Avec les sémaphores, on peut implémenter les conditions Posix avec les
deux fonctions wait et notify de la manière suivante:
class ConditionPosix {
Semaphore sem;
Condition () { s = new Semaphore(false); }
public void wait (Semaphore m) {
Semaphore.V(m);
Semaphore.P(sem);
Semaphore.P(m);
}
public void notify () {
Semaphore.V(sem);
}
} |
Toutefois, il est beaucoup plus difficile de définir
notifyAll avec des sémaphores, puisqu'on doit alors faire
intervenir l'ensemble des processus en attente sur le sémaphore.
On peut enfin généraliser légèrement la notion de sémaphore, en
utilisant un compteur. Un sémaphore généralisé est une
variable s entière positive, sur laquelle on fait deux opérations
atomiques suivantes:
-
P(s) teste la valeur de s. Si s>0, on décrémente
s de 1. Sinon on attend sur s.
- V(s) réveille un processus en attente sur s, s'il existe
un tel processus. Sinon s est incrémenté de 1.
6.10 |
Producteur -- Consommateur |
|
Les sémaphores sont des primitives de bas niveau. Toutefois, elles
peuvent servir à programmer quelques exemples non triviaux, même si la
bonne manière consiste presque toujours à utiliser des sections
critiques en exclusion mutuelle avec des conditions. L'exemple type
est celui du producteur -- consommateur. Un processus produit de
l'information, et un autre la consomme. Le premier processus produit
son résultat dans un medium (par exemple une file d'attente) dans
lequel l'autre processus retire l'information. Comme déjà vu pour la
file d'attente concurrente, il faut gérer les cas où l'on veut
consommer dans un medium vide, et où l'on veut produire dans un medium
plein. Supposons le medium infini, seul le cas vide importe. Alors la
solution standard s'écrit de la manière suivante:
class FIFO {
static final int N = 100000;
int debut, fin;
int[] contenu;
Semaphore s, s_occupees;
FIFO (int n) {
debut = fin = 0; contenu = new int[N];
s_occupees = new Semaphore(0);
s = new Semaphore(1);
}
void ajouter (int x) {
Semaphore.P(s);
contenu[fin++] = x;
Semaphore.V(s);
Semaphore.V(s_occupees);
}
int supprimer () {
int res;
Semaphore.P(s_occupees);
Semaphore.P(s);
res = contenu[debut++];
Semaphore.V(s);
return res;
}
} |
On peut aussi traiter le cas où la file est de longueur bornée
avec un autre sémaphore généralisé comptant le nombre de cases vides
dans la file d'attente. Les deux fonctions de manipulation de la file
concurrente deviennent alors:
FIFO (int n) {
debut = fin = 0; contenu = new int[N];
s_occupees = new Semaphore(0); s_libres = new Semaphore(N);
s = new Semaphore(1);
}
void ajouter (int x) {
Semaphore.P(s_libres);
Semaphore.P(s);
contenu[fin] = x;
fin = (fin + 1) % N;
Semaphore.V(s);
Semaphore.V(s_occupees);
}
int supprimer () {
int res;
Semaphore.P(s_occupees);
Semaphore.P(s);
res = contenu[debut];
debut = (debut + 1 ) % N;
Semaphore.V(s);
Semaphore.V(s_libres);
return res;
} |
Exercice 43
Implanter les sémaphores généralisés en Java avec avec les verrous et
conditions.
Exercice 44
Dans le langage Ada, la communication se fait par
rendez-vous. Deux processus P et Q font un rendez-vous s'ils
s'attendent mutuellement chacun à un point de son programme.

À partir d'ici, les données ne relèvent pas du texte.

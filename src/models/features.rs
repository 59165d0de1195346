//! Per-symbol feature snapshot consumed by the detection engine.
//!
//! A snapshot is assembled once per evaluation tick by the host's feature
//! pipeline and is immutable afterwards. Every numeric field is either a
//! finite number or absent; builders sanitize raw input so that accessors
//! can hand out `Option<f64>` with that invariant already enforced.

use chrono::{DateTime, Utc};
use serde::{Deserialize, Serialize};
use std::collections::BTreeMap;

use crate::common::math::{finite, positive_finite};

/// Asset classes a detector can scope itself to.
#[derive(Debug, Clone, Copy, PartialEq, Eq, Hash, Serialize, Deserialize)]
#[serde(rename_all = "lowercase")]
pub enum AssetClass {
    Stock,
    Option,
    Crypto,
    Future,
}

/// One OHLCV bar. Bar sequences are ordered most-recent-last.
#[derive(Debug, Clone, Serialize, Deserialize)]
pub struct Bar {
    pub open: f64,
    pub high: f64,
    pub low: f64,
    pub close: f64,
    pub volume: f64,
    pub timestamp: DateTime<Utc>,
}

impl Bar {
    pub fn new(
        open: f64,
        high: f64,
        low: f64,
        close: f64,
        volume: f64,
        timestamp: DateTime<Utc>,
    ) -> Self {
        Self {
            open,
            high,
            low,
            close,
            volume,
            timestamp,
        }
    }

    /// Absolute body size.
    pub fn body(&self) -> f64 {
        (self.close - self.open).abs()
    }

    /// High-to-low range.
    pub fn range(&self) -> f64 {
        self.high - self.low
    }

    pub fn is_bullish(&self) -> bool {
        self.close > self.open
    }

    pub fn is_bearish(&self) -> bool {
        self.close < self.open
    }

    /// True when all price fields are finite, positive and ordered sanely.
    pub fn is_well_formed(&self) -> bool {
        [self.open, self.high, self.low, self.close]
            .iter()
            .all(|v| v.is_finite() && *v > 0.0)
            && self.volume.is_finite()
            && self.volume >= 0.0
            && self.high >= self.low
    }
}

/// Aggregated options-flow reading for the symbol, when available.
#[derive(Debug, Clone, Default, Serialize, Deserialize)]
pub struct OptionsFlow {
    #[serde(skip_serializing_if = "Option::is_none")]
    pub call_volume: Option<f64>,
    #[serde(skip_serializing_if = "Option::is_none")]
    pub put_volume: Option<f64>,
    #[serde(skip_serializing_if = "Option::is_none")]
    pub sweep_count: Option<u32>,
    #[serde(skip_serializing_if = "Option::is_none")]
    pub net_premium: Option<f64>,
}

impl OptionsFlow {
    /// Call volume as a fraction of total options volume.
    pub fn call_ratio(&self) -> Option<f64> {
        let calls = self.call_volume.and_then(positive_finite)?;
        let puts = self.put_volume.filter(|v| v.is_finite() && *v >= 0.0)?;
        Some(calls / (calls + puts))
    }
}

/// Greeks for the nearest-relevant contract, when available.
#[derive(Debug, Clone, Default, Serialize, Deserialize)]
pub struct Greeks {
    #[serde(skip_serializing_if = "Option::is_none")]
    pub delta: Option<f64>,
    #[serde(skip_serializing_if = "Option::is_none")]
    pub gamma: Option<f64>,
    #[serde(skip_serializing_if = "Option::is_none")]
    pub theta: Option<f64>,
    #[serde(skip_serializing_if = "Option::is_none")]
    pub implied_volatility: Option<f64>,
}

/// A named price level used for confluence analysis.
#[derive(Debug, Clone, PartialEq, Serialize, Deserialize)]
pub struct Level {
    pub name: String,
    pub value: f64,
}

impl Level {
    pub fn new(name: impl Into<String>, value: f64) -> Self {
        Self {
            name: name.into(),
            value,
        }
    }
}

/// Immutable per-symbol bundle of derived market data.
///
/// Built with `FeatureSnapshot::new` plus `with_*` setters; raw values that
/// are NaN, infinite, or out of range are dropped at build time so that
/// every accessor observes "absent", never a bogus number.
#[derive(Debug, Clone, Serialize, Deserialize)]
pub struct FeatureSnapshot {
    symbol: String,
    asset_class: AssetClass,
    #[serde(skip_serializing_if = "Option::is_none")]
    price: Option<f64>,
    #[serde(skip_serializing_if = "Option::is_none")]
    open: Option<f64>,
    #[serde(skip_serializing_if = "Option::is_none")]
    high: Option<f64>,
    #[serde(skip_serializing_if = "Option::is_none")]
    low: Option<f64>,
    #[serde(skip_serializing_if = "Option::is_none")]
    volume: Option<f64>,
    #[serde(skip_serializing_if = "Option::is_none")]
    relative_volume: Option<f64>,
    #[serde(skip_serializing_if = "BTreeMap::is_empty", default)]
    moving_averages: BTreeMap<u32, f64>,
    #[serde(skip_serializing_if = "Option::is_none")]
    vwap: Option<f64>,
    #[serde(skip_serializing_if = "BTreeMap::is_empty", default)]
    rsi: BTreeMap<u32, f64>,
    #[serde(skip_serializing_if = "Option::is_none")]
    minutes_since_open: Option<f64>,
    #[serde(skip_serializing_if = "Option::is_none")]
    orb_high: Option<f64>,
    #[serde(skip_serializing_if = "Option::is_none")]
    orb_low: Option<f64>,
    #[serde(skip_serializing_if = "Option::is_none")]
    premarket_high: Option<f64>,
    #[serde(skip_serializing_if = "Option::is_none")]
    premarket_low: Option<f64>,
    #[serde(skip_serializing_if = "Option::is_none")]
    atr: Option<f64>,
    #[serde(default)]
    patient_candle: bool,
    #[serde(skip_serializing_if = "Vec::is_empty", default)]
    bars: Vec<Bar>,
    #[serde(skip_serializing_if = "Option::is_none")]
    options_flow: Option<OptionsFlow>,
    #[serde(skip_serializing_if = "Option::is_none")]
    greeks: Option<Greeks>,
}

impl FeatureSnapshot {
    pub fn new(symbol: impl Into<String>, asset_class: AssetClass) -> Self {
        Self {
            symbol: symbol.into(),
            asset_class,
            price: None,
            open: None,
            high: None,
            low: None,
            volume: None,
            relative_volume: None,
            moving_averages: BTreeMap::new(),
            vwap: None,
            rsi: BTreeMap::new(),
            minutes_since_open: None,
            orb_high: None,
            orb_low: None,
            premarket_high: None,
            premarket_low: None,
            atr: None,
            patient_candle: false,
            bars: Vec::new(),
            options_flow: None,
            greeks: None,
        }
    }

    pub fn with_price(mut self, price: f64) -> Self {
        self.price = positive_finite(price);
        self
    }

    pub fn with_ohlc(mut self, open: f64, high: f64, low: f64) -> Self {
        self.open = positive_finite(open);
        self.high = positive_finite(high);
        self.low = positive_finite(low);
        self
    }

    pub fn with_volume(mut self, volume: f64) -> Self {
        self.volume = positive_finite(volume);
        self
    }

    pub fn with_relative_volume(mut self, relative_volume: f64) -> Self {
        self.relative_volume = positive_finite(relative_volume);
        self
    }

    pub fn with_moving_average(mut self, period: u32, value: f64) -> Self {
        if let Some(value) = positive_finite(value) {
            self.moving_averages.insert(period, value);
        }
        self
    }

    pub fn with_vwap(mut self, vwap: f64) -> Self {
        self.vwap = positive_finite(vwap);
        self
    }

    pub fn with_rsi(mut self, period: u32, value: f64) -> Self {
        if let Some(value) = finite(value).filter(|v| (0.0..=100.0).contains(v)) {
            self.rsi.insert(period, value);
        }
        self
    }

    pub fn with_minutes_since_open(mut self, minutes: f64) -> Self {
        self.minutes_since_open = finite(minutes).filter(|m| *m >= 0.0);
        self
    }

    pub fn with_opening_range(mut self, high: f64, low: f64) -> Self {
        self.orb_high = positive_finite(high);
        self.orb_low = positive_finite(low);
        self
    }

    pub fn with_premarket_range(mut self, high: f64, low: f64) -> Self {
        self.premarket_high = positive_finite(high);
        self.premarket_low = positive_finite(low);
        self
    }

    pub fn with_atr(mut self, atr: f64) -> Self {
        self.atr = positive_finite(atr);
        self
    }

    pub fn with_patient_candle(mut self, present: bool) -> Self {
        self.patient_candle = present;
        self
    }

    pub fn with_bars(mut self, bars: Vec<Bar>) -> Self {
        self.bars = bars.into_iter().filter(Bar::is_well_formed).collect();
        self
    }

    pub fn with_options_flow(mut self, flow: OptionsFlow) -> Self {
        self.options_flow = Some(flow);
        self
    }

    pub fn with_greeks(mut self, greeks: Greeks) -> Self {
        self.greeks = Some(greeks);
        self
    }

    pub fn symbol(&self) -> &str {
        &self.symbol
    }

    pub fn asset_class(&self) -> AssetClass {
        self.asset_class
    }

    pub fn price(&self) -> Option<f64> {
        self.price
    }

    pub fn open(&self) -> Option<f64> {
        self.open
    }

    pub fn high(&self) -> Option<f64> {
        self.high
    }

    pub fn low(&self) -> Option<f64> {
        self.low
    }

    pub fn volume(&self) -> Option<f64> {
        self.volume
    }

    pub fn relative_volume(&self) -> Option<f64> {
        self.relative_volume
    }

    pub fn moving_average(&self, period: u32) -> Option<f64> {
        self.moving_averages.get(&period).copied()
    }

    pub fn moving_averages(&self) -> &BTreeMap<u32, f64> {
        &self.moving_averages
    }

    pub fn vwap(&self) -> Option<f64> {
        self.vwap
    }

    pub fn rsi(&self, period: u32) -> Option<f64> {
        self.rsi.get(&period).copied()
    }

    pub fn minutes_since_open(&self) -> Option<f64> {
        self.minutes_since_open
    }

    pub fn orb_high(&self) -> Option<f64> {
        self.orb_high
    }

    pub fn orb_low(&self) -> Option<f64> {
        self.orb_low
    }

    /// Opening-range width, when both bounds exist and are ordered.
    pub fn orb_range(&self) -> Option<f64> {
        let high = self.orb_high?;
        let low = self.orb_low?;
        (high > low).then_some(high - low)
    }

    pub fn premarket_high(&self) -> Option<f64> {
        self.premarket_high
    }

    pub fn premarket_low(&self) -> Option<f64> {
        self.premarket_low
    }

    pub fn atr(&self) -> Option<f64> {
        self.atr
    }

    pub fn has_patient_candle(&self) -> bool {
        self.patient_candle
    }

    pub fn bars(&self) -> &[Bar] {
        &self.bars
    }

    pub fn last_bar(&self) -> Option<&Bar> {
        self.bars.last()
    }

    pub fn options_flow(&self) -> Option<&OptionsFlow> {
        self.options_flow.as_ref()
    }

    pub fn greeks(&self) -> Option<&Greeks> {
        self.greeks.as_ref()
    }

    pub fn has_options_data(&self) -> bool {
        self.options_flow.is_some()
    }

    /// Named reference levels for confluence analysis: moving averages,
    /// VWAP, and the opening-range bounds, in that order.
    pub fn reference_levels(&self) -> Vec<Level> {
        let mut levels = Vec::new();
        for (period, value) in &self.moving_averages {
            levels.push(Level::new(format!("ma{}", period), *value));
        }
        if let Some(vwap) = self.vwap {
            levels.push(Level::new("vwap", vwap));
        }
        if let Some(orb_high) = self.orb_high {
            levels.push(Level::new("orb_high", orb_high));
        }
        if let Some(orb_low) = self.orb_low {
            levels.push(Level::new("orb_low", orb_low));
        }
        levels
    }
}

On peut en profiter pour passer une valeur. Comment organiser cela
en Java?
Exercice 45
Une barrière de synchronisation entre plusieurs processus
est un endroit commun que tous les processus actifs doivent franchir
simultanément. C'est donc une généralisation à n processus d'un
rendez-vous. Comment la programmer en Java?
Exercice 46
Toute variable peut être partagée entre plusieurs processus,
quel est le gros danger de la communication par variables partagées?
Exercice 47
Un ordonnanceur est juste s'il garantit à tout processus
prêt de passer dans l'état exécution. Comment le construire?